Der Kölner Künstler Gunter Demnig erinnert mit dem Projekt "Stolpersteine" seit 2000 an die Opfer der NS-Zeit, indem er vor ihrem letzten selbstgewählten Wohnort Gedenktafeln aus Messing ins Trottoir einlässt. Auf diesen Platten stehen der Name, das Geburtsjahr, das Deportationsdatum und der Sterbeort des Verfolgten.

Mehr als 100.000 Menschen wurden während der Nazizeit auch aus Hamburg deportiert. Sie ist die Stadt in Deutschland, in der die meisten Stolpersteine verlegt sind. Ca. 4.500 Stolpersteine erinnern inzwischen an die Menschen, die während der NS-Zeit ermordet worden sind: an Juden, Sinti, Homosexuelle, politisch Verfolgte, Euthanasie-Ermordete, Zeugen Jehovas oder andere.

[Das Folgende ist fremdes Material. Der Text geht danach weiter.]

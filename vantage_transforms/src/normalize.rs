// Copyright 2026 the Vantage Authors
// SPDX-License-Identifier: Apache-2.0 OR MIT

//! Raw structure → normalized records.

extern crate alloc;

use alloc::format;
use alloc::string::String;
use alloc::vec::Vec;

use vantage_core::{Dataset, Key, Record};

use crate::raw::{RawData, RawNode};

/// Normalizes a raw fetched structure into a [`Dataset`].
///
/// `choice` selects the category/subset to extract: a column name for
/// [`RawData::Columns`], a row group for [`RawData::Rows`], and a top-level node name
/// for [`RawData::Tree`].
///
/// Fail-soft: if the requested choice is absent or matches nothing, the result is an
/// empty dataset; downstream layout maps that to an empty frame and the renderer to a
/// placeholder. Non-finite values are coerced to `0.0` at record construction, so `NaN`
/// never reaches layout.
pub fn normalize(raw: &RawData, choice: &str) -> Dataset {
    let records = match raw {
        RawData::Columns { axis, series } => {
            let chosen: Vec<_> = series.iter().filter(|c| c.name == choice).collect();
            if chosen.is_empty() {
                tracing::debug!(choice, "no matching column; yielding empty dataset");
            }
            let mut out = Vec::new();
            for column in chosen {
                for (i, &at) in axis.iter().enumerate() {
                    let value = column.values.get(i).copied().unwrap_or(0.0);
                    out.push(
                        Record::new(Key::series(column.name.clone(), axis_label(at)), [value])
                            .with_order(at),
                    );
                }
            }
            out
        }
        RawData::Rows(rows) => {
            let mut out = Vec::new();
            for row in rows.iter().filter(|r| r.group == choice) {
                let key = if row.series.is_empty() {
                    Key::name(row.category.clone())
                } else {
                    Key::series(row.series.clone(), row.category.clone())
                };
                let mut record = Record::new(key, [row.value]);
                if let Some(order) = row.order {
                    record = record.with_order(order);
                }
                out.push(record);
            }
            if out.is_empty() {
                tracing::debug!(choice, "no rows in group; yielding empty dataset");
            }
            out
        }
        RawData::Tree(forest) => match forest.iter().find(|n| n.name == choice) {
            Some(node) => flatten_tree(node),
            None => {
                tracing::debug!(choice, "no such tree node; yielding empty dataset");
                Vec::new()
            }
        },
    };
    Dataset::from_records(records)
}

/// Flattens the children of a chosen node: leaves become named records, interior
/// children become one series each, with deeper structure summed into their leaves.
fn flatten_tree(node: &RawNode) -> Vec<Record> {
    let mut out = Vec::new();
    for child in &node.children {
        if child.children.is_empty() {
            out.push(Record::new(Key::name(child.name.clone()), [child.value]));
        } else {
            for leaf in &child.children {
                out.push(Record::new(
                    Key::series(child.name.clone(), leaf.name.clone()),
                    [leaf.leaf_sum()],
                ));
            }
        }
    }
    out
}

fn axis_label(v: f64) -> String {
    #[allow(
        clippy::cast_possible_truncation,
        reason = "saturating cast; only used when the round-trip is exact"
    )]
    let w = v as i64;
    if v.abs() < 9.0e15 && (w as f64) == v {
        format!("{w}")
    } else {
        format!("{v}")
    }
}

#[cfg(test)]
mod tests {
    extern crate std;

    use alloc::string::ToString;
    use alloc::vec;

    use crate::raw::NamedColumn;

    use super::*;

    fn columns() -> RawData {
        RawData::Columns {
            axis: vec![2001.0, 2002.0],
            series: vec![
                NamedColumn {
                    name: "Bombing".to_string(),
                    values: vec![10.0, 30.0],
                },
                NamedColumn {
                    name: "Assault".to_string(),
                    values: vec![5.0],
                },
            ],
        }
    }

    #[test]
    fn column_choice_extracts_one_series_with_order_hints() {
        let ds = normalize(&columns(), "Bombing");
        assert_eq!(ds.len(), 2);
        let r = ds.get(&Key::series("Bombing", "2001")).unwrap();
        assert_eq!(r.value(), 10.0);
        assert_eq!(r.order(), Some(2001.0));
    }

    #[test]
    fn integral_axis_values_label_without_a_decimal_point() {
        let raw = RawData::Columns {
            axis: vec![2001.0, 2001.5],
            series: vec![NamedColumn {
                name: "Bombing".to_string(),
                values: vec![1.0, 2.0],
            }],
        };
        let ds = normalize(&raw, "Bombing");
        assert!(ds.contains_key(&Key::series("Bombing", "2001")));
        assert!(ds.contains_key(&Key::series("Bombing", "2001.5")));
    }

    #[test]
    fn short_columns_read_as_zero_past_their_end() {
        let ds = normalize(&columns(), "Assault");
        assert_eq!(ds.get(&Key::series("Assault", "2002")).unwrap().value(), 0.0);
    }

    #[test]
    fn empty_choice_yields_an_empty_dataset() {
        assert!(normalize(&columns(), "").is_empty());
    }

    #[test]
    fn missing_choice_yields_an_empty_dataset_not_an_error() {
        assert!(normalize(&columns(), "no-such-series").is_empty());
        assert!(normalize(&RawData::Rows(vec![]), "anything").is_empty());
        assert!(normalize(&RawData::Tree(vec![]), "anything").is_empty());
    }

    #[test]
    fn tree_choice_flattens_two_levels() {
        let raw = RawData::Tree(vec![RawNode::group(
            "attacks",
            vec![
                RawNode::leaf("Hijacking", 3.0),
                RawNode::group(
                    "Bombing",
                    vec![RawNode::leaf("Car", 7.0), RawNode::leaf("Letter", 2.0)],
                ),
            ],
        )]);
        let ds = normalize(&raw, "attacks");
        assert_eq!(ds.len(), 3);
        assert_eq!(ds.get(&Key::name("Hijacking")).unwrap().value(), 3.0);
        assert_eq!(ds.get(&Key::series("Bombing", "Car")).unwrap().value(), 7.0);
    }
}
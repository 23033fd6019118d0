//! Filter on release year bounds.

use crate::traits::Filter;
use crate::types::Candidate;
use anyhow::Result;
use data_loader::DataIndex;

/// Keeps candidates released within `[min_year, max_year]`.
///
/// Either bound may be unset. A movie with no known year fails every bound
/// that is set, and passes when both are unset.
pub struct YearRangeFilter {
    min_year: Option<i32>,
    max_year: Option<i32>,
}

impl YearRangeFilter {
    pub fn new(min_year: Option<i32>, max_year: Option<i32>) -> Self {
        Self { min_year, max_year }
    }

    fn accepts(&self, year: Option<u16>) -> bool {
        let above_min = match self.min_year {
            None => true,
            Some(min) => year.is_some_and(|y| i32::from(y) >= min),
        };
        let below_max = match self.max_year {
            None => true,
            Some(max) => year.is_some_and(|y| i32::from(y) <= max),
        };
        above_min && below_max
    }
}

impl Filter for YearRangeFilter {
    fn name(&self) -> &str {
        "YearRangeFilter"
    }

    fn apply(&self, candidates: Vec<Candidate>, index: &DataIndex) -> Result<Vec<Candidate>> {
        if self.min_year.is_none() && self.max_year.is_none() {
            return Ok(candidates);
        }

        let filtered: Vec<Candidate> = candidates
            .into_iter()
            .filter(|candidate| {
                index
                    .get_movie(candidate.movie_id)
                    .is_some_and(|movie| self.accepts(movie.year))
            })
            .collect();
        Ok(filtered)
    }
}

Gemeinsam mit den Initiatoren des Erinnerungsprojektes "Stolpersteine in Hamburg", Peter Hess und Johann-Hinrich Möller, hat die Landeszentrale für politische Bildung eine Datenbank (auch in Englisch) entwickelt, in der die Namen der Opfer, ihre Wohnorte und die auf dem Stolperstein vorhandenen Lebensdaten recherchiert werden können. Finanziert wird das Projekt durch Patenschaften. Wenn Sie eine Patenschaft übernehmen möchten oder in Ihrem Stadtteil, Ihrer Straße recherchieren wollen, besuchen Sie die Seite der Stolpersteine in Hamburg.

Neben größten Teils positiven Kritiken gibt es auch kritische Stimmen gegen das Projekt. In München ist das Einsetzen der Stolpersteinen sogar gänzlich verboten.